The project—promoted from Spain and linked to the Custody of the Holy Land—was approved in 2018 and has come to fruition after more than five years marked by the pandemic and the war. The initiative has been entirely financed with donations from Spain and in 2022 the artistic ensemble of the presbytery was commissioned to the artist Miguel Ángel Laguna.
“A dream come true”
Luis Quintana, representative in Spain of the Custodian of the Holy Land, has explained that the inauguration culminates a construction process that has lasted more than five years since the start of the collection of donations. In his view, “it is a pride” that Spain has in the Holy Land a celebratory space open to all, linked to Immaculate Mary and to the shepherds of Bethlehem, and he has described the inauguration as “a dream come true”.

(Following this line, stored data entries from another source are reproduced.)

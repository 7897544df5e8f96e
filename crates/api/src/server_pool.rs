//! Server-pool related types.

use crate::*;
use std::sync::Arc;

/// Keeps track of full node addresses worth dialing.
///
/// The server pool is advisory. The networking layer asks it what to dial
/// next and reports back how that went. It never blocks a request.
pub trait ServerPool: 'static + Send + Sync + std::fmt::Debug {
    /// Add addresses learned from discovery or configuration.
    /// Already known addresses are left untouched.
    fn add_known(&self, addrs: Vec<PeerAddr>);

    /// Suggest the next address to dial, if any is dialable right now.
    /// The returned address is marked as dialing until
    /// [ServerPool::report_dial_result] is called for it.
    fn suggest(&self) -> Option<PeerAddr>;

    /// Report the result of dialing an address.
    fn report_dial_result(&self, addr: &PeerAddr, success: bool);

    /// A connection to this address was established.
    fn connected(&self, addr: &PeerAddr);

    /// A connection to this address was lost. If `evicted` is true the
    /// peer was dropped for misbehaving and is put on back-off.
    fn disconnected(&self, addr: &PeerAddr, evicted: bool);

    /// Known addresses, best first, excluding those currently on back-off.
    fn preferred(&self, limit: usize) -> Vec<PeerAddr>;
}

/// Trait-object [ServerPool].
pub type DynServerPool = Arc<dyn ServerPool>;

/// A factory for constructing [ServerPool] instances.
pub trait ServerPoolFactory: 'static + Send + Sync + std::fmt::Debug {
    /// Help the builder construct a default config from the chosen
    /// module factories.
    fn default_config(&self, config: &mut config::Config) -> LodrResult<()>;

    /// Validate configuration.
    fn validate_config(&self, config: &config::Config) -> LodrResult<()>;

    /// Construct a server pool instance.
    fn create(
        &self,
        builder: Arc<builder::Builder>,
    ) -> BoxFut<'static, LodrResult<DynServerPool>>;
}

/// Trait-object [ServerPoolFactory].
pub type DynServerPoolFactory = Arc<dyn ServerPoolFactory>;
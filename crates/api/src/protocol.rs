//! Protobuf messages for request parameters and reply payloads.
//!
//! The transport frames and delivers these as opaque bytes. Only the
//! retrieval core and the serving full node ever look inside.

use bytes::Bytes;

/// A block header.
#[derive(Clone, PartialEq, prost::Message)]
pub struct HeaderMsg {
    /// Hash of the parent header.
    #[prost(bytes = "bytes", tag = "1")]
    pub parent_hash: Bytes,
    /// Block number.
    #[prost(uint64, tag = "2")]
    pub number: u64,
    /// Root of the state trie after this block.
    #[prost(bytes = "bytes", tag = "3")]
    pub state_root: Bytes,
    /// Ordered root of the block's transactions.
    #[prost(bytes = "bytes", tag = "4")]
    pub transactions_root: Bytes,
    /// Ordered root of the block's receipts.
    #[prost(bytes = "bytes", tag = "5")]
    pub receipts_root: Bytes,
    /// Ordered root of the block's ommer headers.
    #[prost(bytes = "bytes", tag = "6")]
    pub ommers_hash: Bytes,
    /// Opaque consensus data.
    #[prost(bytes = "bytes", tag = "7")]
    pub extra: Bytes,
}

/// Reply to a header range request, headers in ascending order.
#[derive(Clone, PartialEq, prost::Message)]
pub struct HeadersMsg {
    /// The headers.
    #[prost(message, repeated, tag = "1")]
    pub headers: Vec<HeaderMsg>,
}

/// Reply to a body request.
#[derive(Clone, PartialEq, prost::Message)]
pub struct BodyMsg {
    /// Encoded transactions.
    #[prost(bytes = "bytes", repeated, tag = "1")]
    pub transactions: Vec<Bytes>,
    /// Encoded ommer headers.
    #[prost(bytes = "bytes", repeated, tag = "2")]
    pub ommers: Vec<Bytes>,
}

/// Reply to a receipts request.
#[derive(Clone, PartialEq, prost::Message)]
pub struct ReceiptsMsg {
    /// Encoded receipts, in transaction order.
    #[prost(bytes = "bytes", repeated, tag = "1")]
    pub receipts: Vec<Bytes>,
}

/// Reply to a state or helper trie proof request.
#[derive(Clone, PartialEq, prost::Message)]
pub struct ProofMsg {
    /// Encoded trie nodes, in any order.
    #[prost(bytes = "bytes", repeated, tag = "1")]
    pub nodes: Vec<Bytes>,
    /// The header proven by a canonical hash trie proof.
    #[prost(message, optional, tag = "2")]
    pub header: Option<HeaderMsg>,
}

/// Reply to a code request.
#[derive(Clone, PartialEq, prost::Message)]
pub struct CodeMsg {
    /// The contract code.
    #[prost(bytes = "bytes", tag = "1")]
    pub code: Bytes,
}

/// Trie node type.
#[derive(
    Clone, Copy, Debug, PartialEq, Eq, Hash, PartialOrd, Ord, prost::Enumeration,
)]
#[repr(i32)]
pub enum NodeType {
    /// Invalid.
    Unspecified = 0,
    /// Terminal node holding the remaining key nibbles and the value.
    Leaf = 1,
    /// Shared key nibbles followed by exactly one child.
    Extension = 2,
    /// Sixteen children, one per nibble, plus an optional value.
    Branch = 3,
}

/// An encoded trie node. The hash of these bytes is the node reference.
#[derive(Clone, PartialEq, prost::Message)]
pub struct TrieNodeMsg {
    /// The node type.
    #[prost(enumeration = "NodeType", tag = "1")]
    pub ty: i32,
    /// Key nibbles (one nibble per byte) for leaves and extensions.
    #[prost(bytes = "bytes", tag = "2")]
    pub path: Bytes,
    /// Child hashes. Exactly 16 for branches (empty for none), one for
    /// extensions.
    #[prost(bytes = "bytes", repeated, tag = "3")]
    pub children: Vec<Bytes>,
    /// The value. Empty on a branch means no value.
    #[prost(bytes = "bytes", tag = "4")]
    pub value: Bytes,
}

/// Request parameters for a header range.
#[derive(Clone, PartialEq, prost::Message)]
pub struct HeaderRangeReq {
    /// Hash of the last header of the range.
    #[prost(bytes = "bytes", tag = "1")]
    pub anchor: Bytes,
    /// Number of the last header of the range.
    #[prost(uint64, tag = "2")]
    pub anchor_number: u64,
    /// How many headers, ending at the anchor.
    #[prost(uint64, tag = "3")]
    pub count: u64,
}

/// Request parameters for block-scoped data (bodies, receipts).
#[derive(Clone, PartialEq, prost::Message)]
pub struct BlockReq {
    /// The block hash.
    #[prost(bytes = "bytes", tag = "1")]
    pub block_hash: Bytes,
    /// The block number.
    #[prost(uint64, tag = "2")]
    pub block_number: u64,
}

/// Request parameters for a state trie proof.
#[derive(Clone, PartialEq, prost::Message)]
pub struct StateReq {
    /// The block the state is read at.
    #[prost(message, optional, tag = "1")]
    pub block: Option<BlockReq>,
    /// The state or storage trie root.
    #[prost(bytes = "bytes", tag = "2")]
    pub root: Bytes,
    /// The trie key.
    #[prost(bytes = "bytes", tag = "3")]
    pub key: Bytes,
}

/// Request parameters for contract code.
#[derive(Clone, PartialEq, prost::Message)]
pub struct CodeReq {
    /// The block the code is read at.
    #[prost(message, optional, tag = "1")]
    pub block: Option<BlockReq>,
    /// Hash of the code.
    #[prost(bytes = "bytes", tag = "2")]
    pub code_hash: Bytes,
}

/// Request parameters for a helper trie proof.
#[derive(Clone, PartialEq, prost::Message)]
pub struct HelperTrieReq {
    /// 1 for the canonical hash trie, 2 for the bloom trie.
    #[prost(uint32, tag = "1")]
    pub kind: u32,
    /// The section index.
    #[prost(uint64, tag = "2")]
    pub section: u64,
    /// The trie key.
    #[prost(bytes = "bytes", tag = "3")]
    pub key: Bytes,
}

The celebration was attended by the Consul General of Spain in Jerusalem, Javier Gutiérrez, the deputy consul Luis Pertuso, and a group of Spanish pilgrims.
A presbytery centered on the Immaculate
The presbytery articulates its message around the Immaculate, represented in a mystical almond according to Franciscan iconography, with the Child Jesus in her arms and the moon and the serpent at her feet. Around the central figure are arranged 20 circular icons that compose an vía matris of Marian shrines in the Holy Land.
On one of the sides appears the Spanish people venerating Mary, with figures such as Apostle James or Saint Ferdinand III, under the inscription tota pulchra es Maria. On the other, the Franciscan Family, with the martyrs of Damascus, alongside the phrase tu gloria Hierusalem.
The ensemble is completed with a bronze medallion of the embrace of Saint Joachim and Saint Anne on the altar, a lily in the ambo as a symbol of Mary’s virginity, a way of the cross with relics from the Via Dolorosa, and an entrance door that recreates a starry sky with the inscription “Glory to God in heaven”.